▶ [WHAT THE TASK REQUIRES]: The required answer is the count of lines in the records that contain "SyncConfig", with no other text.

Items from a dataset
--------
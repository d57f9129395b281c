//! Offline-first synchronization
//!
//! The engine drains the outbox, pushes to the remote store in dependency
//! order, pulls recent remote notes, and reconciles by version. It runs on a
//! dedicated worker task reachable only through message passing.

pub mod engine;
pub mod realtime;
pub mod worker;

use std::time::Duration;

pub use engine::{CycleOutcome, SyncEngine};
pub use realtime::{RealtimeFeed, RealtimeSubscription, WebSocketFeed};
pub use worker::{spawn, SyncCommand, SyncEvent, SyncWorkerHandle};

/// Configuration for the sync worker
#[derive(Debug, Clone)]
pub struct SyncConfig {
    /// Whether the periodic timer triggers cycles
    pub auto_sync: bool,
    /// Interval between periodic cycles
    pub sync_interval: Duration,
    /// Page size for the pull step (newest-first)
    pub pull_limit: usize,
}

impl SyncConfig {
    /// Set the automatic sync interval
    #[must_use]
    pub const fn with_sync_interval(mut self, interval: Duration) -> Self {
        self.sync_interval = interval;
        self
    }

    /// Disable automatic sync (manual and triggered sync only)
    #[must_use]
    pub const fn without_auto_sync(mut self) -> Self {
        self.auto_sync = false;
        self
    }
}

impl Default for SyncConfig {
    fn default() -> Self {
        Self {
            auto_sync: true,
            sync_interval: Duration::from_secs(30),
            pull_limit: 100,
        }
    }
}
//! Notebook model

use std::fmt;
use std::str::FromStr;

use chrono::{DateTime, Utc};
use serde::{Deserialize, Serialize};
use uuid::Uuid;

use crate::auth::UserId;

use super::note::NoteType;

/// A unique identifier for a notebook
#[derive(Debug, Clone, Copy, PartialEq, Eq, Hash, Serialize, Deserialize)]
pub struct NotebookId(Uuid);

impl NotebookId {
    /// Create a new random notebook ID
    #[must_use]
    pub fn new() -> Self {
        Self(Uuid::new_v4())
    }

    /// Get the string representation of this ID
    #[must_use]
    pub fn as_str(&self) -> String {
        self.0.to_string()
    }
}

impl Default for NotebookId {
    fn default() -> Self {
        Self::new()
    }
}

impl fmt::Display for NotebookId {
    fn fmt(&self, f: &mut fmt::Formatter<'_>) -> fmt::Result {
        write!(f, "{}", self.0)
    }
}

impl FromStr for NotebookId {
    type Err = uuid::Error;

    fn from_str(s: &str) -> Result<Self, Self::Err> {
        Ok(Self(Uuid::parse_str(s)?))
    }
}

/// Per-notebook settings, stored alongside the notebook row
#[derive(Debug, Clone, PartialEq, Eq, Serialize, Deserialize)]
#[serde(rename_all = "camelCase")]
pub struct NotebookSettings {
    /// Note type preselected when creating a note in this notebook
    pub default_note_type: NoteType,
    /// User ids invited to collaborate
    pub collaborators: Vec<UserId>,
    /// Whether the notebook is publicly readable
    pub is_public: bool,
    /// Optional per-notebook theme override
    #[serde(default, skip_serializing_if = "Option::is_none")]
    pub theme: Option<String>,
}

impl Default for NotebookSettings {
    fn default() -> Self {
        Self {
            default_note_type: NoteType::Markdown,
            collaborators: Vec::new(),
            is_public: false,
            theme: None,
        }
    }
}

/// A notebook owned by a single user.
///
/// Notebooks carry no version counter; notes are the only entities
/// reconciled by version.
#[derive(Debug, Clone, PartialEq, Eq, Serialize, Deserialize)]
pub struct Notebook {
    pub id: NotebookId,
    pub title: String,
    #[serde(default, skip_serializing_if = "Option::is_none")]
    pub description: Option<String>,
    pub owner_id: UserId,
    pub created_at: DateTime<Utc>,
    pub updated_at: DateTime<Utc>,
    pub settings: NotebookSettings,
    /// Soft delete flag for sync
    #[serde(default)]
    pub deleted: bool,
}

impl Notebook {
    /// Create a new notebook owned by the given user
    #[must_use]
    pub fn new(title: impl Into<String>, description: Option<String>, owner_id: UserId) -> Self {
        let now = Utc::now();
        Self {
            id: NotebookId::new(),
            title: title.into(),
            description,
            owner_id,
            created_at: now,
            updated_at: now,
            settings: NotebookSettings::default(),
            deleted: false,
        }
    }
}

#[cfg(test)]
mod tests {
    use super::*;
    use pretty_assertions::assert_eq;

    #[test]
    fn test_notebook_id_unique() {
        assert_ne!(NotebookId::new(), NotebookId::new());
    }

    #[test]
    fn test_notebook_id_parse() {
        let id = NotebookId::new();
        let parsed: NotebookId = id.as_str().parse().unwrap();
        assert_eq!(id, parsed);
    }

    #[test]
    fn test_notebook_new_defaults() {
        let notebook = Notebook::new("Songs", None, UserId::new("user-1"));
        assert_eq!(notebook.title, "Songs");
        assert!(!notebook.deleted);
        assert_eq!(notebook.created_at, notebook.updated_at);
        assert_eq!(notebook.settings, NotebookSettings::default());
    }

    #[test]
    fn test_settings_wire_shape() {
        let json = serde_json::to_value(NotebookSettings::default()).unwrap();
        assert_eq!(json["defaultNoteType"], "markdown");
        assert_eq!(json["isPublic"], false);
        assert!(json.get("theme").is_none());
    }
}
--------
▶ [ANSWER TO THE PROBLEM]: 3